§ About this exercise:
Which lines of the records below contain the word "filename"? Copy each of them out.

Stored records
************

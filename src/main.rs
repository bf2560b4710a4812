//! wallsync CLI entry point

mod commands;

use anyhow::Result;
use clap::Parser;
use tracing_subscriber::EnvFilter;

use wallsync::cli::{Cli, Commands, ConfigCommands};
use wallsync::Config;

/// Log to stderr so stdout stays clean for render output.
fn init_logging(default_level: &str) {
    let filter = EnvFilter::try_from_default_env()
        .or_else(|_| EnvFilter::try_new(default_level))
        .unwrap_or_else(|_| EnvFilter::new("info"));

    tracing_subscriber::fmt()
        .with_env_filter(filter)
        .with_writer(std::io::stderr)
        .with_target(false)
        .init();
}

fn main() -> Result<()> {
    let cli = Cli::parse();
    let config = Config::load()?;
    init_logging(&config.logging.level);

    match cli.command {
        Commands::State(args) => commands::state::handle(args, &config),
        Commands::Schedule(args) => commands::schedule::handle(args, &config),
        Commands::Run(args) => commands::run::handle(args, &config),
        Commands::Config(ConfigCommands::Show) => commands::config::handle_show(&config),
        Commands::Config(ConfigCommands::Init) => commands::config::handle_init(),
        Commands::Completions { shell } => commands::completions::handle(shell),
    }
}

************

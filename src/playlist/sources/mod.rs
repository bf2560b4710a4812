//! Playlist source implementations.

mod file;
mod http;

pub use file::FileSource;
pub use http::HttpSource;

************

§ Task solution:
filename src/main.rs
filename src/playlist/sources/mod.rs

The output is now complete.